This binary currently wires informers and emits job-create notifications. In the full setup, concurrent drivers consume notifications and execute workers to process jobs using the behavior above.
### Flags
- `--token` (string): Token to use for authentication against the provisioning API.
- `--token-exchange-url` (string): Token exchange endpoint used to mint the access token for the provisioning API.
- `--provisioning-server-url` (string): Base URL to the provisioning API server (e.g., `https://localhost:6446`).
- `--history-expiration` (duration): If greater than zero, enables HistoricJobs cleanup and sets the retention window (e.g., `30s`, `15m`, `24h`). If `0`, cleanup is disabled.
#### TLS Configuration
- `--tls-insecure` (bool): Skip TLS certificate verification. Default: `true` (for development/testing).
- `--tls-cert-file` (string): Path to TLS client certificate file for mutual TLS authentication.

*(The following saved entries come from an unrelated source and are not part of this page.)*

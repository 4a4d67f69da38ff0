use std::collections::BTreeSet;
use std::sync::Arc;
use std::time::Duration;

use async_trait::async_trait;
use graphlens::graph_store::{GraphStore, InMemoryGraphStore};
use graphlens::schema_context::{
    DynamicSchemaExtractor, GraphStoreError, MappingRegistry, MappingTables, PropertyMap,
    RelationshipPattern, RelationshipSample,
};

pub const FIXTURE_PATH: &str = concat!(env!("CARGO_MANIFEST_DIR"), "/tests/fixtures/erp_graph.yaml");

pub fn fixture_store() -> Arc<InMemoryGraphStore> {
    Arc::new(InMemoryGraphStore::from_yaml_file(FIXTURE_PATH).unwrap())
}

pub fn builtin_mappings() -> Arc<MappingRegistry> {
    Arc::new(MappingRegistry::from_tables(MappingTables::builtin().unwrap()))
}

pub fn fixture_extractor() -> (DynamicSchemaExtractor, Arc<InMemoryGraphStore>) {
    let store = fixture_store();
    let extractor = DynamicSchemaExtractor::new(builtin_mappings(), store.clone());
    (extractor, store)
}

pub fn set(items: &[&str]) -> BTreeSet<String> {
    items.iter().map(|s| s.to_string()).collect()
}

/// Store whose every query fails at the connection level
pub struct UnreachableStore;

fn refused() -> GraphStoreError {
    GraphStoreError::unavailable("connection refused (os error 111)")
}

#[async_trait]
impl GraphStore for UnreachableStore {
    async fn count_nodes(&self, _label: &str) -> Result<u64, GraphStoreError> {
        Err(refused())
    }

    async fn node_property_keys(
        &self,
        _label: &str,
        _sample_size: usize,
    ) -> Result<BTreeSet<String>, GraphStoreError> {
        Err(refused())
    }

    async fn sample_nodes(
        &self,
        _label: &str,
        _limit: usize,
    ) -> Result<Vec<PropertyMap>, GraphStoreError> {
        Err(refused())
    }

    async fn count_relationships(&self, _rel_type: &str) -> Result<u64, GraphStoreError> {
        Err(refused())
    }

    async fn relationship_property_keys(
        &self,
        _rel_type: &str,
        _sample_size: usize,
    ) -> Result<BTreeSet<String>, GraphStoreError> {
        Err(refused())
    }

    async fn relationship_patterns(
        &self,
        _rel_type: &str,
        _limit: usize,
    ) -> Result<Vec<RelationshipPattern>, GraphStoreError> {
        Err(refused())
    }

    async fn sample_relationships(
        &self,
        _rel_type: &str,
        _limit: usize,
    ) -> Result<Vec<RelationshipSample>, GraphStoreError> {
        Err(refused())
    }
}

/// Fixture graph whose node counts take a minute to answer
pub struct SlowStore {
    inner: Arc<InMemoryGraphStore>,
    delay: Duration,
}

impl SlowStore {
    pub fn new(delay: Duration) -> Self {
        SlowStore {
            inner: fixture_store(),
            delay,
        }
    }
}

#[async_trait]
impl GraphStore for SlowStore {
    async fn count_nodes(&self, label: &str) -> Result<u64, GraphStoreError> {
        tokio::time::sleep(self.delay).await;
        self.inner.count_nodes(label).await
    }

    async fn node_property_keys(
        &self,
        label: &str,
        sample_size: usize,
    ) -> Result<BTreeSet<String>, GraphStoreError> {
        self.inner.node_property_keys(label, sample_size).await
    }

    async fn sample_nodes(&self, label: &str, limit: usize) -> Result<Vec<PropertyMap>, GraphStoreError> {
        self.inner.sample_nodes(label, limit).await
    }

    async fn count_relationships(&self, rel_type: &str) -> Result<u64, GraphStoreError> {
        self.inner.count_relationships(rel_type).await
    }

    async fn relationship_property_keys(
        &self,
        rel_type: &str,
        sample_size: usize,
    ) -> Result<BTreeSet<String>, GraphStoreError> {
        self.inner.relationship_property_keys(rel_type, sample_size).await
    }

    async fn relationship_patterns(
        &self,
        rel_type: &str,
        limit: usize,
    ) -> Result<Vec<RelationshipPattern>, GraphStoreError> {
        self.inner.relationship_patterns(rel_type, limit).await
    }

    async fn sample_relationships(
        &self,
        rel_type: &str,
        limit: usize,
    ) -> Result<Vec<RelationshipSample>, GraphStoreError> {
        self.inner.sample_relationships(rel_type, limit).await
    }
}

- `--tls-key-file` (string): Path to TLS client private key file for mutual TLS authentication.
- `--tls-ca-file` (string): Path to TLS CA certificate file for server certificate verification.
### How to run
1. Build grafana:
- `make build`
2. Ensure the following services are running locally: provisioning API server, secrets service API server, repository controller, unified storage, and auth.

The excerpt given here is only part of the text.